» Material supplied
--------------------------------------------------

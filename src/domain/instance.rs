//! 원격 서버가 돌려주는 인스턴스와 메서드 호출 결과.

use crate::domain::object_path::ObjectPath;
use crate::domain::value::ScalarValue;

/// 프로퍼티 값. 서버 응답에는 null/배열도 섞여 있다.
#[derive(Debug, Clone, PartialEq, Eq)]
pub enum PropertyValue {
    Null,
    Scalar(ScalarValue),
    Array(Vec<ScalarValue>),
}

impl From<ScalarValue> for PropertyValue {
    fn from(value: ScalarValue) -> Self {
        PropertyValue::Scalar(value)
    }
}

impl From<&str> for PropertyValue {
    fn from(value: &str) -> Self {
        PropertyValue::Scalar(ScalarValue::string(value))
    }
}

#[derive(Debug, Clone, PartialEq, Eq)]
pub struct Instance {
    pub path: ObjectPath,
    /// 서버가 돌려준 순서 그대로 유지한다.
    pub properties: Vec<(String, PropertyValue)>,
}

impl Instance {
    pub fn new(path: ObjectPath) -> Self {
        Self {
            path,
            properties: Vec::new(),
        }
    }

    pub fn with_property(mut self, name: impl Into<String>, value: impl Into<PropertyValue>) -> Self {
        self.properties.push((name.into(), value.into()));
        self
    }
}

/// InvokeMethod 결과: 반환 코드와 출력 파라미터.
#[derive(Debug, Clone, PartialEq, Eq)]
pub struct MethodResult {
    pub return_value: PropertyValue,
    pub out_params: Vec<(String, PropertyValue)>,
}
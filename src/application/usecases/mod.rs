//! 애플리케이션 유스케이스 모음.

pub mod dispatch;
pub mod inspect_config;
pub mod invoke_operation;
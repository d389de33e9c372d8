//! 애플리케이션 포트를 실제 인프라 구현체로 연결하는 어댑터 계층.

mod config_repository;
mod connection_resolver;
mod reporter;
mod result_renderer;
mod transport_factory;

pub use config_repository::JsonConfigRepository;
pub use connection_resolver::ConfigConnectionResolver;
pub use reporter::ConsoleReporter;
pub use result_renderer::TextRendererAdapter;
pub use transport_factory::WbemTransportFactory;
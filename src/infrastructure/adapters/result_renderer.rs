//! 결과 렌더링 포트 구현 어댑터.

use crate::application::ports::ResultRenderer;
use crate::domain::instance::{Instance, MethodResult};
use crate::domain::object_path::ObjectPath;
use crate::infrastructure::render;

/// 평문 텍스트 렌더링 어댑터.
pub struct TextRendererAdapter;

impl ResultRenderer for TextRendererAdapter {
    fn render_object_path(&self, path: &ObjectPath) -> String {
        render::render_object_path(path)
    }

    fn render_instance(&self, instance: &Instance) -> String {
        render::render_instance(instance)
    }

    fn render_method_result(&self, result: &MethodResult) -> String {
        render::render_method_result(result)
    }
}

--------------------------------------------------

» Task requirements
All lines that contain the word "impl" must be copied from the records above.

» Output for this exercise
impl From<ScalarValue> for PropertyValue {
impl From<&str> for PropertyValue {
impl Instance {
    pub fn with_property(mut self, name: impl Into<String>, value: impl Into<PropertyValue>) -> Self {
impl ResultRenderer for TextRendererAdapter {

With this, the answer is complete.